::: Available data

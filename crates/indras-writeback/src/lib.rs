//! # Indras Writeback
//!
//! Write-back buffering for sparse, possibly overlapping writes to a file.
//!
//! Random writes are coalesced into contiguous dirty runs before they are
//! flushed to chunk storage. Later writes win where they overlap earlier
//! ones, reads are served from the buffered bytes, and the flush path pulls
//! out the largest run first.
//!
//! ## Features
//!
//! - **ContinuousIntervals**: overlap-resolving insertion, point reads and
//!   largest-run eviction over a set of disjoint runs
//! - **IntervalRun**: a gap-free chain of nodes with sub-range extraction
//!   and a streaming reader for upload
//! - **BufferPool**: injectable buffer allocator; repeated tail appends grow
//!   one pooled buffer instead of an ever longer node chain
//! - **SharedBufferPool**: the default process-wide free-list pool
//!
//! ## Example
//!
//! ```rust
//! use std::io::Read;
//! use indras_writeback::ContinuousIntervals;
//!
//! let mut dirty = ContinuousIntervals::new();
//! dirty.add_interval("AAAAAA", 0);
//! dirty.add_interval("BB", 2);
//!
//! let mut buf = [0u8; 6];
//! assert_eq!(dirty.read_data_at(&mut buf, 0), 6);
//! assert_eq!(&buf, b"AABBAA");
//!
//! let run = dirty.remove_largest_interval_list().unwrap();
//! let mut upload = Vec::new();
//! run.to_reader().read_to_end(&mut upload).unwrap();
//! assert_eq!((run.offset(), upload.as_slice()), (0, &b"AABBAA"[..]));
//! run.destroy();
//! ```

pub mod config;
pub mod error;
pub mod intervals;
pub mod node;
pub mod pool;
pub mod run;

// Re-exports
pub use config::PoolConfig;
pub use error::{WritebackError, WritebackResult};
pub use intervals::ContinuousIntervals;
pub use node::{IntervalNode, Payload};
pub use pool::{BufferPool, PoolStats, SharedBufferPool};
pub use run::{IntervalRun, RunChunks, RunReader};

::::::
::: Available data

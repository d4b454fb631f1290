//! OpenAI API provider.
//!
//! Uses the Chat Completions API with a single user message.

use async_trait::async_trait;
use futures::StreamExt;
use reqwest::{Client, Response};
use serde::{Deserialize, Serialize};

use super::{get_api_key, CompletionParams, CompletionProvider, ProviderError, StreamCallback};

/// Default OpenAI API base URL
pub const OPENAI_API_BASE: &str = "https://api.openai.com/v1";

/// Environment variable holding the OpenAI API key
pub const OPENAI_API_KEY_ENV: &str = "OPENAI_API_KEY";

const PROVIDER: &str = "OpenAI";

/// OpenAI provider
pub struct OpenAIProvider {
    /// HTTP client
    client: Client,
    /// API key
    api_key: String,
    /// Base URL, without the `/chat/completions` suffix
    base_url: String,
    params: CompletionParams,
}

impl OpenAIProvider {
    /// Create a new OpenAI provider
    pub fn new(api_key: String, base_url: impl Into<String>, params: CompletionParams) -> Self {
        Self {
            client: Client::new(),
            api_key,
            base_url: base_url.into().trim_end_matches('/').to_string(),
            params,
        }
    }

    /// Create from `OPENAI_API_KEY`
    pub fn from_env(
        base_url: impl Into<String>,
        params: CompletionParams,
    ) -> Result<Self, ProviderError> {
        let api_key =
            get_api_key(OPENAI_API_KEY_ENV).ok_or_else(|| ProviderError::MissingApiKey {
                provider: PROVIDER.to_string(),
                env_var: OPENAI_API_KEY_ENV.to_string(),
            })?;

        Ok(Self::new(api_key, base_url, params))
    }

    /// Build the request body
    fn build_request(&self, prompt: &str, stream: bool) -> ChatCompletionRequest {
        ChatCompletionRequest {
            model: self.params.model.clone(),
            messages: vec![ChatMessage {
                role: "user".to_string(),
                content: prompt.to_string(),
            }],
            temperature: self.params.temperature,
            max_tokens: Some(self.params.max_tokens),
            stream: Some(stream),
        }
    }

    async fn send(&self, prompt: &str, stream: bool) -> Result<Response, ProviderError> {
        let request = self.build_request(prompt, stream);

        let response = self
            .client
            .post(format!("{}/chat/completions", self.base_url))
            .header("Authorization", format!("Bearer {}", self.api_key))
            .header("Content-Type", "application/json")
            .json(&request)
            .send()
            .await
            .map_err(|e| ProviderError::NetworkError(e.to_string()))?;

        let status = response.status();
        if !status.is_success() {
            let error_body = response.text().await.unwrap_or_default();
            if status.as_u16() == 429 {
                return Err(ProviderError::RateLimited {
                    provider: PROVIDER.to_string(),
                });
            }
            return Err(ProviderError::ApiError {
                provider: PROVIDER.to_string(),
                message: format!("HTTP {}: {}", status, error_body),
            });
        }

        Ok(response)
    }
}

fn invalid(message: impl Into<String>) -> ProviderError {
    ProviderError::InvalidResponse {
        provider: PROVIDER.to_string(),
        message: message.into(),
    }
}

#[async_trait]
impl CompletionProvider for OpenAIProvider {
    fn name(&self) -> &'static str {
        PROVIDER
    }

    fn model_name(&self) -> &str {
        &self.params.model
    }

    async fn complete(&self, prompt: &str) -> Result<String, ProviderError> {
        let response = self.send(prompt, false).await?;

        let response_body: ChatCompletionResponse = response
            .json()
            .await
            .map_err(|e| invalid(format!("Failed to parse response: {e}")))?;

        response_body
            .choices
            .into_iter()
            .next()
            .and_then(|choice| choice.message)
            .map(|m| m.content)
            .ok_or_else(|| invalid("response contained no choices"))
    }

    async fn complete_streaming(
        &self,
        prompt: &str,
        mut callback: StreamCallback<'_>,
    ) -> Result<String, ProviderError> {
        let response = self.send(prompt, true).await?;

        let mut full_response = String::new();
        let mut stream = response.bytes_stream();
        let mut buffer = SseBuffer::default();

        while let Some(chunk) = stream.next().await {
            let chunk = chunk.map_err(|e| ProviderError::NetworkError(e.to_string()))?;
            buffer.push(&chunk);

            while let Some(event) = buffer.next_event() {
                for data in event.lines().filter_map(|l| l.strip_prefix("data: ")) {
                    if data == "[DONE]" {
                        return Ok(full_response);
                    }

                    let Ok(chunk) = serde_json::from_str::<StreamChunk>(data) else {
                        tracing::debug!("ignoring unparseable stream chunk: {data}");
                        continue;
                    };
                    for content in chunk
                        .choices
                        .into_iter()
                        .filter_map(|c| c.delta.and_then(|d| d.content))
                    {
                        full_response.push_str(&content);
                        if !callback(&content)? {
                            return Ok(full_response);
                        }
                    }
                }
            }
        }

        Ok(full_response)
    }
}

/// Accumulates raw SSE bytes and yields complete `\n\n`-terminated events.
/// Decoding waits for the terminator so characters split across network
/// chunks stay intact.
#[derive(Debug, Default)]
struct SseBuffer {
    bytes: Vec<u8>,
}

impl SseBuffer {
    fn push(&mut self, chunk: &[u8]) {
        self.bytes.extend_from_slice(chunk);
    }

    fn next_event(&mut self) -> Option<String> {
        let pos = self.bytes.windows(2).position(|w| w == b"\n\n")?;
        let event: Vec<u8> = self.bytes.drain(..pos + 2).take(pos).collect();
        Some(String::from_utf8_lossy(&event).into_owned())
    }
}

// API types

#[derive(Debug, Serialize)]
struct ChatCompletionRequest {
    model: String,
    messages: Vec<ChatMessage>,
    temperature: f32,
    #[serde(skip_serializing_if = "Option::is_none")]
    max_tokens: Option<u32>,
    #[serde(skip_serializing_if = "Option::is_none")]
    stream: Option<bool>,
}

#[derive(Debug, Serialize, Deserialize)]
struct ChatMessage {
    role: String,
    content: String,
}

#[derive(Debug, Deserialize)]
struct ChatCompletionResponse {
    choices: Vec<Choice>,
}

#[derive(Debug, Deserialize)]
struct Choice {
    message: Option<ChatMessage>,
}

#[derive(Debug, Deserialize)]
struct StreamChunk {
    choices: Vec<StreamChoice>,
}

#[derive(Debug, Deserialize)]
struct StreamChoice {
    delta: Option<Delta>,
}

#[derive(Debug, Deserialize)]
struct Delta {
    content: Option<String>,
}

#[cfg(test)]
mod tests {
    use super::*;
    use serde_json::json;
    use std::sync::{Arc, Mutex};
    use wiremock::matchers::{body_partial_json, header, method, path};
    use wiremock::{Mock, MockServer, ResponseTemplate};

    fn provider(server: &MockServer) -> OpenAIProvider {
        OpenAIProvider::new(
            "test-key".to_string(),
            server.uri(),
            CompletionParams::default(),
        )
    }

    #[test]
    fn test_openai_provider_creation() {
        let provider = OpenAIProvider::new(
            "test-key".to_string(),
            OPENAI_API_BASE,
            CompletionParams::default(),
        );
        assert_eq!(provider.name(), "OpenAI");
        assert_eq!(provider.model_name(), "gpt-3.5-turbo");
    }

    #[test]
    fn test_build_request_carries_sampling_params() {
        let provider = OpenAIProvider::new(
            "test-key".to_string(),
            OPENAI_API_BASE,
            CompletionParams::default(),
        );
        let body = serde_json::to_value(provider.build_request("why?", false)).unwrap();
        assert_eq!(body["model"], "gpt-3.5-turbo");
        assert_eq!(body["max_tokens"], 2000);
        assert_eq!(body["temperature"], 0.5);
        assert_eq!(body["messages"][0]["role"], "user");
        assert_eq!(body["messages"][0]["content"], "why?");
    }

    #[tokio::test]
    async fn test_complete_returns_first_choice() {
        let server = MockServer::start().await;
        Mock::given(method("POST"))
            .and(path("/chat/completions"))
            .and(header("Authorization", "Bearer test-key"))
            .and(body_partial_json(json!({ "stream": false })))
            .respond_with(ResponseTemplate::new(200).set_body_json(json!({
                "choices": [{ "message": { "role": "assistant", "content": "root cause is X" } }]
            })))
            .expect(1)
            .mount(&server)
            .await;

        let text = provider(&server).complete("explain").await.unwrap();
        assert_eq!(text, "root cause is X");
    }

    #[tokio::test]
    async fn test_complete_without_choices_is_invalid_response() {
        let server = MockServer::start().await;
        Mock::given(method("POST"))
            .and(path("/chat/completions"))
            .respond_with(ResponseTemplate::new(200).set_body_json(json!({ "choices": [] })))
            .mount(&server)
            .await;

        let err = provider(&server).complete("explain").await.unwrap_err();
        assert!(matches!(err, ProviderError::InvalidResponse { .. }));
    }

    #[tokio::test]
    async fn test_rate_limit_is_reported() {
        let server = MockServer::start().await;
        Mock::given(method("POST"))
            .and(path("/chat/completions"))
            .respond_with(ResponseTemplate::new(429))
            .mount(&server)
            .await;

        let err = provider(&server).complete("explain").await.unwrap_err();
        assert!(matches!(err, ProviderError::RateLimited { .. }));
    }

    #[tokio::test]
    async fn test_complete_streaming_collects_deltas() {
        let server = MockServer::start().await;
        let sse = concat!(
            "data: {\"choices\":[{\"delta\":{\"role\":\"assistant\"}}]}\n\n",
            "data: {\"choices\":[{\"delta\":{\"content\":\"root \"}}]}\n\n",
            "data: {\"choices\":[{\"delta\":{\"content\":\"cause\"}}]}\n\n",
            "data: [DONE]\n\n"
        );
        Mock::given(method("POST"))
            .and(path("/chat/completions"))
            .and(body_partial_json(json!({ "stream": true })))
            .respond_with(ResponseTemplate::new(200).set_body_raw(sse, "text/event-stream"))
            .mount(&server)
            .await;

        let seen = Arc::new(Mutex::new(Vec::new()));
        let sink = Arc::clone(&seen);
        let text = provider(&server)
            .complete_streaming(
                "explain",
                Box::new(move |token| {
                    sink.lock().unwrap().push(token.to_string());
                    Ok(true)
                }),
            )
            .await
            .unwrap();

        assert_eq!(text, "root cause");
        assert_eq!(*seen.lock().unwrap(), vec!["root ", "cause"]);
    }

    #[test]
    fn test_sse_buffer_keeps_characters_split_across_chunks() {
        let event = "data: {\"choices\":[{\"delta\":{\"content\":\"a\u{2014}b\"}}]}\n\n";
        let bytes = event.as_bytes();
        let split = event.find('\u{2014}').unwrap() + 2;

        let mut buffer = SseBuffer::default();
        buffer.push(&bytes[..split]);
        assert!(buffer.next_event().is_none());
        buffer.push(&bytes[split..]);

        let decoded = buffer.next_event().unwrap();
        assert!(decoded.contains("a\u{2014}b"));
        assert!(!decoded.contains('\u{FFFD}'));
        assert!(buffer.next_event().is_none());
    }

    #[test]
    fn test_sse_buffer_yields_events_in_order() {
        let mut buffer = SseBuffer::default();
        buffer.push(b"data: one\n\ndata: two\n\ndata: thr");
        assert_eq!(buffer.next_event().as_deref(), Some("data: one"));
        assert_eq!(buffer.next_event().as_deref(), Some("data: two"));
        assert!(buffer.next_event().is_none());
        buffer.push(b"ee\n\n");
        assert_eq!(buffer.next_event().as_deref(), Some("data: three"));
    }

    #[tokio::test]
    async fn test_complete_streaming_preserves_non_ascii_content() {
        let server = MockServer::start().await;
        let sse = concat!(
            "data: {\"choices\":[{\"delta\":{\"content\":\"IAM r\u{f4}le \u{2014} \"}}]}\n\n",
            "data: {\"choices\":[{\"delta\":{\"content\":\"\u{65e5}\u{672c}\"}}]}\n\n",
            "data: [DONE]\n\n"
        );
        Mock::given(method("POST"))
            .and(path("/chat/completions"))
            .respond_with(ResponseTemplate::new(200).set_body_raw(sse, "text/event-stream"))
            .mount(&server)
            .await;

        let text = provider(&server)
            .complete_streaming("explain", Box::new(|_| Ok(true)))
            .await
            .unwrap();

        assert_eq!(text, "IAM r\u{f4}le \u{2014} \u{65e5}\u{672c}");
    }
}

::::::
::: Available data

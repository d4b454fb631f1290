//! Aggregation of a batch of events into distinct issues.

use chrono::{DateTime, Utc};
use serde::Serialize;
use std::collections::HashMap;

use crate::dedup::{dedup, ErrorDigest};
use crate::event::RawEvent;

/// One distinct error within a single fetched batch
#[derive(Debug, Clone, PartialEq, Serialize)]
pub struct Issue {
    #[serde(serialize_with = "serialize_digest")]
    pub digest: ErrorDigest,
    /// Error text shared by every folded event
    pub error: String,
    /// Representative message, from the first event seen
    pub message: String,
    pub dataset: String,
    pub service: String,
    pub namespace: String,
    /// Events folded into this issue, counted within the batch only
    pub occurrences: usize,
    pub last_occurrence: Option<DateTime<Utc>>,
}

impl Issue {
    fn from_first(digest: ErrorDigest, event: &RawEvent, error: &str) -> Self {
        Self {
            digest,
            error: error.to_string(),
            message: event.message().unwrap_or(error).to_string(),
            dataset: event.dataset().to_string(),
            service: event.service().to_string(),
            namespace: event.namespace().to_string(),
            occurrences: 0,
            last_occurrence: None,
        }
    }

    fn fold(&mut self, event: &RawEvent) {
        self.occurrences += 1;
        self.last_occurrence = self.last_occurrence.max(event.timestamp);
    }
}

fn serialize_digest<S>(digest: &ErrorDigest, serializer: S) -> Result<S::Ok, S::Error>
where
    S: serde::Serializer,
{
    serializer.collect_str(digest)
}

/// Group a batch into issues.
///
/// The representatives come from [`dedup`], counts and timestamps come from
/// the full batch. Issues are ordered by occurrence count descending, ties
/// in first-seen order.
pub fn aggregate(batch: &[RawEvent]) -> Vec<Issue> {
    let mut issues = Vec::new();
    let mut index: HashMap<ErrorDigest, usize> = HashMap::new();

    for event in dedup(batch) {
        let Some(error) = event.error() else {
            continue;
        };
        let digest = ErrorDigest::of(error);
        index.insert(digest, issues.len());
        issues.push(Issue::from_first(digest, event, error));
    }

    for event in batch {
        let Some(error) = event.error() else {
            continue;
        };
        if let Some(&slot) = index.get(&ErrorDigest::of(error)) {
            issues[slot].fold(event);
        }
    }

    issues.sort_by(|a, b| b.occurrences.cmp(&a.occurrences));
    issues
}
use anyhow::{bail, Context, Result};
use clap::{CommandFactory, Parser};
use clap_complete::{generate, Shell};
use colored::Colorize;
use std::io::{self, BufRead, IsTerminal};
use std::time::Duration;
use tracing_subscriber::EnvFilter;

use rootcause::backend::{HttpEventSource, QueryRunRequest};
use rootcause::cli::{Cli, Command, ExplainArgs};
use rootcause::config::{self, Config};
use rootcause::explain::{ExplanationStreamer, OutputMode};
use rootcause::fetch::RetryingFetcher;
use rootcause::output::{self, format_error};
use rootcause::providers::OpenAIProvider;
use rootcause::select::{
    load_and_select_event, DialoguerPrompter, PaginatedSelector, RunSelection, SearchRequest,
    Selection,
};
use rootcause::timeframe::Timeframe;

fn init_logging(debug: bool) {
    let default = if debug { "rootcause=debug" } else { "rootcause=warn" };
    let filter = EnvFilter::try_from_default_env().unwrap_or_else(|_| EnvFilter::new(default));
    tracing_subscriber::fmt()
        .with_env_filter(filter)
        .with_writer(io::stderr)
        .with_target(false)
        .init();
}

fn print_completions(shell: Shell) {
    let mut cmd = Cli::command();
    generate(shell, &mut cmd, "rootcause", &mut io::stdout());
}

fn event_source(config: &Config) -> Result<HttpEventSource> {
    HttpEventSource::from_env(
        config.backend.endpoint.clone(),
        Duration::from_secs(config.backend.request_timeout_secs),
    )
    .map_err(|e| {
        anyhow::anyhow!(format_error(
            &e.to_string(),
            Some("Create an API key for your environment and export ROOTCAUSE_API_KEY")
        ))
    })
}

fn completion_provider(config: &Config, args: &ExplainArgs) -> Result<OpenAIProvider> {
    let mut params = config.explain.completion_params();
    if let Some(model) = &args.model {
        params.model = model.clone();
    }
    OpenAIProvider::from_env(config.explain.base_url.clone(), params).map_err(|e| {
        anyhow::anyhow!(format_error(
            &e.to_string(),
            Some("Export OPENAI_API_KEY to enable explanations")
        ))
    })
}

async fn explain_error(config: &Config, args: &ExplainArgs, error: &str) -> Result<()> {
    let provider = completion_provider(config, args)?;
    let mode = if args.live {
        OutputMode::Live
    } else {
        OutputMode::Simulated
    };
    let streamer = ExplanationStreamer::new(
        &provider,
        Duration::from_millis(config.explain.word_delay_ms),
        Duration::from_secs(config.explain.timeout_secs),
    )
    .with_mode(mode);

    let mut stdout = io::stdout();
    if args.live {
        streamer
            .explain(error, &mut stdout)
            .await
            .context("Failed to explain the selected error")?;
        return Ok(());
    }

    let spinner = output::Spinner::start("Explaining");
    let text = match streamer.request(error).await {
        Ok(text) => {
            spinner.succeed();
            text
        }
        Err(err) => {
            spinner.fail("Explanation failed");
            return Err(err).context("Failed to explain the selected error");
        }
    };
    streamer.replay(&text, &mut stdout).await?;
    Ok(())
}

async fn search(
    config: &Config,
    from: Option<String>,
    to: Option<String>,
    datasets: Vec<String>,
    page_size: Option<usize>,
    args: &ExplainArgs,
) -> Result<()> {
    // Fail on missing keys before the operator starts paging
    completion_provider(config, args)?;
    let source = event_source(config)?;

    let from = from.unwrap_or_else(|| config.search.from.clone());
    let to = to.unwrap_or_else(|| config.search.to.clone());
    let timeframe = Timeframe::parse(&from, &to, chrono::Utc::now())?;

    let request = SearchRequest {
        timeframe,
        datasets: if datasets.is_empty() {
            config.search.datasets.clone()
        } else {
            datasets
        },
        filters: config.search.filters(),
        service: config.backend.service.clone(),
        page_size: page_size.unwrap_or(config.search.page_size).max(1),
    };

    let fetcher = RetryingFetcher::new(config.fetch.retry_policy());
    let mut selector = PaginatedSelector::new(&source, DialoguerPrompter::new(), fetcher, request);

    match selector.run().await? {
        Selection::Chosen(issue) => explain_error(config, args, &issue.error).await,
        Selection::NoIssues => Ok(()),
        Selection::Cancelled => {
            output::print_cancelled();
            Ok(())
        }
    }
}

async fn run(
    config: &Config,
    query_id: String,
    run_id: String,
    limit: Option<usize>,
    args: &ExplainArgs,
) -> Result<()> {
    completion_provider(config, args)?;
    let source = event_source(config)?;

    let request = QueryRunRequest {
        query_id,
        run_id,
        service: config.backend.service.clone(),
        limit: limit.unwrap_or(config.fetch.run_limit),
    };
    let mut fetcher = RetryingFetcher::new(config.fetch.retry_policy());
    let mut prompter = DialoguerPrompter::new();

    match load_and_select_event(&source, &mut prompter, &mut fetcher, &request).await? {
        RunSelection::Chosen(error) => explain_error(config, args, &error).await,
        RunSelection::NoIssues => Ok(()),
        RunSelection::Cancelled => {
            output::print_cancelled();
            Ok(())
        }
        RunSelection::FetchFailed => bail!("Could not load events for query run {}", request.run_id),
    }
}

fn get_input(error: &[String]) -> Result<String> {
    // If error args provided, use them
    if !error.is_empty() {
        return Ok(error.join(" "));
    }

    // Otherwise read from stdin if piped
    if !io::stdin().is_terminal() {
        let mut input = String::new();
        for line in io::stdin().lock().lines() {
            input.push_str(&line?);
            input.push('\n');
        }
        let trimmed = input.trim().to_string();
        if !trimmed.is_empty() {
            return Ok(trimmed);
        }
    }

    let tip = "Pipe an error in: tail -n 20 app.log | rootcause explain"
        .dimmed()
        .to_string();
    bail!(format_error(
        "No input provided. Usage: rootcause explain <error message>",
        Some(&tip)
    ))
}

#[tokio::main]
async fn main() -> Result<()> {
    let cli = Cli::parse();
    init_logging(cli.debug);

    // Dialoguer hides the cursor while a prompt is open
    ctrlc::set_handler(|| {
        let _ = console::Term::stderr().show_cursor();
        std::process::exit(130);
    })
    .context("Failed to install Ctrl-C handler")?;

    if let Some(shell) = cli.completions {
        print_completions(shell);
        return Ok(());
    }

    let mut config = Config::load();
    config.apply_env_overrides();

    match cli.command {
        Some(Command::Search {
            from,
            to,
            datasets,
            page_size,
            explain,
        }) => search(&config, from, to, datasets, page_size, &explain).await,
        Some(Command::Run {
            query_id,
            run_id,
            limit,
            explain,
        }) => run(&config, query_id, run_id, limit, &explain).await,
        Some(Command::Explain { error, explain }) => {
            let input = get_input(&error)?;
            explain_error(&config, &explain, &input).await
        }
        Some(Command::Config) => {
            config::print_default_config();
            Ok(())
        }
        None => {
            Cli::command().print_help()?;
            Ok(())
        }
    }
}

::::::

--- Problem requirements ---
Look for the string "temperature" in the entries above. Copy every line that has it.

--- Answer area ---
            temperature: self.params.temperature,
    temperature: f32,
        assert_eq!(body["temperature"], 0.5);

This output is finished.